# EXERCISE AIM:
All of the data needs to come back exactly as written.

# Data items:
☆ ☆ ☆
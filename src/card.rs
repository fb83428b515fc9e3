//! Card types and the suit/rank match predicate.

use core::fmt;

/// Card suit.
///
/// The derived ordering (Club < Spade < Heart < Diamond) is the ordering
/// used by [`Deck::sort`](crate::Deck::sort).
#[derive(Debug, Clone, Copy, PartialEq, Eq, Hash, PartialOrd, Ord)]
pub enum Suit {
    /// Clubs.
    Club,
    /// Spades.
    Spade,
    /// Hearts.
    Heart,
    /// Diamonds.
    Diamond,
}

impl Suit {
    /// All suits, in sort order.
    pub const ALL: [Self; 4] = [Self::Club, Self::Spade, Self::Heart, Self::Diamond];

    /// Returns the display name of the suit.
    #[must_use]
    pub const fn name(self) -> &'static str {
        match self {
            Self::Club => "Club",
            Self::Spade => "Spade",
            Self::Heart => "Heart",
            Self::Diamond => "Diamond",
        }
    }
}

impl fmt::Display for Suit {
    fn fmt(&self, f: &mut fmt::Formatter<'_>) -> fmt::Result {
        f.write_str(self.name())
    }
}

/// Card rank, from Two (lowest) to Ace (highest).
#[derive(Debug, Clone, Copy, PartialEq, Eq, Hash, PartialOrd, Ord)]
pub enum Rank {
    /// Two.
    Two,
    /// Three.
    Three,
    /// Four.
    Four,
    /// Five.
    Five,
    /// Six.
    Six,
    /// Seven.
    Seven,
    /// Eight.
    Eight,
    /// Nine.
    Nine,
    /// Ten.
    Ten,
    /// Jack.
    Jack,
    /// Queen.
    Queen,
    /// King.
    King,
    /// Ace.
    Ace,
}

impl Rank {
    /// All ranks, low to high.
    pub const ALL: [Self; 13] = [
        Self::Two,
        Self::Three,
        Self::Four,
        Self::Five,
        Self::Six,
        Self::Seven,
        Self::Eight,
        Self::Nine,
        Self::Ten,
        Self::Jack,
        Self::Queen,
        Self::King,
        Self::Ace,
    ];

    /// Returns the display name of the rank.
    #[must_use]
    pub const fn name(self) -> &'static str {
        match self {
            Self::Two => "Two",
            Self::Three => "Three",
            Self::Four => "Four",
            Self::Five => "Five",
            Self::Six => "Six",
            Self::Seven => "Seven",
            Self::Eight => "Eight",
            Self::Nine => "Nine",
            Self::Ten => "Ten",
            Self::Jack => "Jack",
            Self::Queen => "Queen",
            Self::King => "King",
            Self::Ace => "Ace",
        }
    }
}

impl fmt::Display for Rank {
    fn fmt(&self, f: &mut fmt::Formatter<'_>) -> fmt::Result {
        f.write_str(self.name())
    }
}

/// A playing card.
///
/// Cards are plain values; two cards with equal suit and rank are
/// indistinguishable. The derived ordering is suit-major, rank-minor.
#[derive(Debug, Clone, Copy, PartialEq, Eq, Hash, PartialOrd, Ord)]
pub struct Card {
    /// The suit of the card.
    pub suit: Suit,
    /// The rank of the card.
    pub rank: Rank,
}

impl Card {
    /// Creates a new card.
    #[must_use]
    pub const fn new(suit: Suit, rank: Rank) -> Self {
        Self { suit, rank }
    }

    /// Returns whether two cards match: same suit or same rank.
    ///
    /// Symmetric and reflexive, but not transitive.
    #[must_use]
    pub fn matches(self, other: Self) -> bool {
        self.suit == other.suit || self.rank == other.rank
    }
}

impl fmt::Display for Card {
    fn fmt(&self, f: &mut fmt::Formatter<'_>) -> fmt::Result {
        write!(f, "{} of {}s", self.rank, self.suit)
    }
}

/// Number of cards per pack (4 suits x 13 ranks, no jokers).
pub const PACK_SIZE: usize = 52;
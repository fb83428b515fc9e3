//! Game configuration options.

/// Configuration options for a matching game.
///
/// Use the builder pattern to customize options:
///
/// ```
/// use matchrs::GameOptions;
///
/// let options = GameOptions::default()
///     .with_packs(2)
///     .with_cards_per_player(6);
/// ```
#[derive(Debug, Clone, Copy, PartialEq, Eq, Hash)]
pub struct GameOptions {
    /// Number of 52-card packs in the hidden deck.
    ///
    /// The engine accepts 0 (dealing will then fail with `NotEnoughCards`);
    /// clamping user input below 1 is the caller's concern.
    pub packs: u8,
    /// Number of cards dealt to each player.
    pub cards_per_player: u8,
}

impl Default for GameOptions {
    fn default() -> Self {
        Self {
            packs: 1,
            cards_per_player: 8,
        }
    }
}

impl GameOptions {
    /// Sets the number of packs.
    ///
    /// # Example
    ///
    /// ```
    /// use matchrs::GameOptions;
    ///
    /// let options = GameOptions::default().with_packs(3);
    /// assert_eq!(options.packs, 3);
    /// ```
    #[must_use]
    pub const fn with_packs(mut self, packs: u8) -> Self {
        self.packs = packs;
        self
    }

    /// Sets the number of cards dealt to each player.
    ///
    /// # Example
    ///
    /// ```
    /// use matchrs::GameOptions;
    ///
    /// let options = GameOptions::default().with_cards_per_player(5);
    /// assert_eq!(options.cards_per_player, 5);
    /// ```
    #[must_use]
    pub const fn with_cards_per_player(mut self, cards: u8) -> Self {
        self.cards_per_player = cards;
        self
    }
}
☆ ☆ ☆
# ANSWER SECTION:
filename src/card.rs
repository fb83428b515fc9e3
//! Card types and the suit/rank match predicate.

use core::fmt;

/// Card suit.
///
/// The derived ordering (Club < Spade < Heart < Diamond) is the ordering
/// used by [`Deck::sort`](crate::Deck::sort).
#[derive(Debug, Clone, Copy, PartialEq, Eq, Hash, PartialOrd, Ord)]
pub enum Suit {
    /// Clubs.
    Club,
    /// Spades.
    Spade,
    /// Hearts.
    Heart,
    /// Diamonds.
    Diamond,
}

impl Suit {
    /// All suits, in sort order.
    pub const ALL: [Self; 4] = [Self::Club, Self::Spade, Self::Heart, Self::Diamond];

    /// Returns the display name of the suit.
    #[must_use]
    pub const fn name(self) -> &'static str {
        match self {
            Self::Club => "Club",
            Self::Spade => "Spade",
            Self::Heart => "Heart",
            Self::Diamond => "Diamond",
        }
    }
}

impl fmt::Display for Suit {
    fn fmt(&self, f: &mut fmt::Formatter<'_>) -> fmt::Result {
        f.write_str(self.name())
    }
}

/// Card rank, from Two (lowest) to Ace (highest).
#[derive(Debug, Clone, Copy, PartialEq, Eq, Hash, PartialOrd, Ord)]
pub enum Rank {
    /// Two.
    Two,
    /// Three.
    Three,
    /// Four.
    Four,
    /// Five.
    Five,
    /// Six.
    Six,
    /// Seven.
    Seven,
    /// Eight.
    Eight,
    /// Nine.
    Nine,
    /// Ten.
    Ten,
    /// Jack.
    Jack,
    /// Queen.
    Queen,
    /// King.
    King,
    /// Ace.
    Ace,
}

impl Rank {
    /// All ranks, low to high.
    pub const ALL: [Self; 13] = [
        Self::Two,
        Self::Three,
        Self::Four,
        Self::Five,
        Self::Six,
        Self::Seven,
        Self::Eight,
        Self::Nine,
        Self::Ten,
        Self::Jack,
        Self::Queen,
        Self::King,
        Self::Ace,
    ];

    /// Returns the display name of the rank.
    #[must_use]
    pub const fn name(self) -> &'static str {
        match self {
            Self::Two => "Two",
            Self::Three => "Three",
            Self::Four => "Four",
            Self::Five => "Five",
            Self::Six => "Six",
            Self::Seven => "Seven",
            Self::Eight => "Eight",
            Self::Nine => "Nine",
            Self::Ten => "Ten",
            Self::Jack => "Jack",
            Self::Queen => "Queen",
            Self::King => "King",
            Self::Ace => "Ace",
        }
    }
}

impl fmt::Display for Rank {
    fn fmt(&self, f: &mut fmt::Formatter<'_>) -> fmt::Result {
        f.write_str(self.name())
    }
}

/// A playing card.
///
/// Cards are plain values; two cards with equal suit and rank are
/// indistinguishable. The derived ordering is suit-major, rank-minor.
#[derive(Debug, Clone, Copy, PartialEq, Eq, Hash, PartialOrd, Ord)]
pub struct Card {
    /// The suit of the card.
    pub suit: Suit,
    /// The rank of the card.
    pub rank: Rank,
}

impl Card {
    /// Creates a new card.
    #[must_use]
    pub const fn new(suit: Suit, rank: Rank) -> Self {
        Self { suit, rank }
    }

    /// Returns whether two cards match: same suit or same rank.
    ///
    /// Symmetric and reflexive, but not transitive.
    #[must_use]
    pub fn matches(self, other: Self) -> bool {
        self.suit == other.suit || self.rank == other.rank
    }
}

impl fmt::Display for Card {
    fn fmt(&self, f: &mut fmt::Formatter<'_>) -> fmt::Result {
        write!(f, "{} of {}s", self.rank, self.suit)
    }
}

/// Number of cards per pack (4 suits x 13 ranks, no jokers).
pub const PACK_SIZE: usize = 52;
repository fb83428b515fc9e3
//! Game configuration options.

/// Configuration options for a matching game.
///
/// Use the builder pattern to customize options:
///
/// ```
/// use matchrs::GameOptions;
///
/// let options = GameOptions::default()
///     .with_packs(2)
///     .with_cards_per_player(6);
/// ```
#[derive(Debug, Clone, Copy, PartialEq, Eq, Hash)]
pub struct GameOptions {
    /// Number of 52-card packs in the hidden deck.
    ///
    /// The engine accepts 0 (dealing will then fail with `NotEnoughCards`);
    /// clamping user input below 1 is the caller's concern.
    pub packs: u8,
    /// Number of cards dealt to each player.
    pub cards_per_player: u8,
}

impl Default for GameOptions {
    fn default() -> Self {
        Self {
            packs: 1,
            cards_per_player: 8,
        }
    }
}

impl GameOptions {
    /// Sets the number of packs.
    ///
    /// # Example
    ///
    /// ```
    /// use matchrs::GameOptions;
    ///
    /// let options = GameOptions::default().with_packs(3);
    /// assert_eq!(options.packs, 3);
    /// ```
    #[must_use]
    pub const fn with_packs(mut self, packs: u8) -> Self {
        self.packs = packs;
        self
    }

    /// Sets the number of cards dealt to each player.
    ///
    /// # Example
    ///
    /// ```
    /// use matchrs::GameOptions;
    ///
    /// let options = GameOptions::default().with_cards_per_player(5);
    /// assert_eq!(options.cards_per_player, 5);
    /// ```
    #[must_use]
    pub const fn with_cards_per_player(mut self, cards: u8) -> Self {
        self.cards_per_player = cards;
        self
    }
}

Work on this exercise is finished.